Nevertheless, a better source of funding is available: the illegal immigrants themselves.

Most undocumented immigrants come to the U.S. to work, and for a simple reason. Wages are higher here. Farm work in the U.S. typically pays $10-12 per hour, while a gardener in Mexico might earn $2-3 per hour, only a quarter of U.S. wages. The differential is even higher in places like Guatemala or Nicaragua, which are substantially poorer than Mexico. For a Guatemalan border jumper, the pay differential can be a factor of 10 or more. That serves as an enormous inducement to come to the U.S.

We can value the size of the inducement through the price of an illegal border crossing. Havoscope, a group tracking black market prices, estimates that human smugglers charge $4,000 to bring a Mexican to the U.S. and $7,000 for a Guatemalan. This corresponds to anecdotal evidence, for example, from a 2010 VOA article:

One [undocumented immigrant] says he paid a Mexican smuggler two thousand dollars to transport him across the U.S.- Mexico border. He walked across the desert for eight nights and slept by day before making his way to Virginia.

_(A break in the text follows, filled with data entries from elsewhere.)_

use logos::Logos;

/// Represents a lexical token in the source input.
/// A token is a minimal but meaningful unit of text produced by the lexer.
/// This enum defines all recognized tokens in the language.
#[derive(Logos, Debug, PartialEq, Clone)]
pub enum Token {
    /// Real literal tokens, such as `3.14`. At least one digit must follow
    /// the decimal point; `3.` lexes as the integer `3` followed by an
    /// unknown `.` token.
    #[regex(r"[0-9]+\.[0-9]+", parse_real)]
    Real(f64),
    /// Integer literal tokens, such as `42`.
    #[regex(r"[0-9]+", parse_integer)]
    Integer(i64),
    /// `let`
    #[token("let")]
    Let,
    /// `const`
    #[token("const")]
    Const,
    /// Identifier tokens; variable names such as `x` or `offset_2`.
    #[regex(r"[a-zA-Z_][a-zA-Z0-9_]*", |lex| lex.slice().to_string())]
    Identifier(String),
    /// `+`
    #[token("+")]
    Plus,
    /// `-`
    #[token("-")]
    Minus,
    /// `*`
    #[token("*")]
    Star,
    /// `/`
    #[token("/")]
    Slash,
    /// `=`
    #[token("=")]
    Equals,
    /// `(`
    #[token("(")]
    LParen,
    /// `)`
    #[token(")")]
    RParen,
    /// Statement separator. Only `\n` separates statements; carriage returns
    /// are plain whitespace.
    #[token("\n")]
    NewLine,
    /// Spaces, tabs, carriage returns and feeds.
    #[regex(r"[ \t\r\f]+", logos::skip)]
    Ignored,
    /// Any other single character, including non-ASCII letters. The lexer
    /// never fails; rejecting unknown input is the parser's job.
    #[regex(r".", |lex| lex.slice().to_string(), priority = 0)]
    Unknown(String),
}

/// Converts a source string into its flat token sequence.
///
/// A single left-to-right scan with no backtracking. Every character either
/// becomes part of exactly one token or is absorbed as whitespace, so this
/// function is total: empty input yields an empty sequence and unrecognized
/// characters surface as [`Token::Unknown`].
///
/// # Parameters
/// - `source`: The raw source text.
///
/// # Returns
/// The ordered token sequence.
///
/// # Example
/// ```
/// use embex::interpreter::lexer::{Token, tokenize};
///
/// let tokens = tokenize("let x = 2");
/// assert_eq!(tokens,
///            vec![Token::Let,
///                 Token::Identifier("x".to_string()),
///                 Token::Equals,
///                 Token::Integer(2)]);
/// ```
#[must_use]
pub fn tokenize(source: &str) -> Vec<Token> {
    let mut tokens = Vec::new();
    let mut lexer = Token::lexer(source);

    while let Some(token) = lexer.next() {
        match token {
            Ok(tok) => tokens.push(tok),
            // Unmatched input (e.g. an integer literal overflowing i64) is
            // still deferred to the parser rather than raised here.
            Err(()) => tokens.push(Token::Unknown(lexer.slice().to_string())),
        }
    }

    tokens
}

/// Parses a real literal from the current token slice.
///
/// # Parameters
/// - `lex`: Reference to the Logos lexer at the current token.
///
/// # Returns
/// - `Some(f64)`: The parsed floating-point value if successful.
/// - `None`: If the token slice is not a valid float.
fn parse_real(lex: &logos::Lexer<Token>) -> Option<f64> {
    lex.slice().parse().ok()
}
/// Parses an integer literal from the current token slice.
///
/// # Parameters
/// - `lex`: Reference to the Logos lexer at the current token.
///
/// # Returns
/// - `Some(i64)`: The parsed integer value if successful.
/// - `None`: If the token slice is not a valid integer.
fn parse_integer(lex: &logos::Lexer<Token>) -> Option<i64> {
    lex.slice().parse().ok()
}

If we allow this worker traveled for two weeks to reach his U.S. destination, and that his daily value in the U.S. is about $100, then his total travel cost exceeded $3,000. Crossing the border has substantial value.

We can compare the cost of border crossings with Federal tax revenues actually received from undocumented immigrants. According to the PEW Research Center, about 11 million undocumented aliens reside in the U.S., of which 8 million are in the workforce. A study by the Federation for American Immigration Reform (FAIR) calculates that undocumented workers in 2010 generated approximately $5.3 billion in Federal tax revenues, excluding Medicare contributions.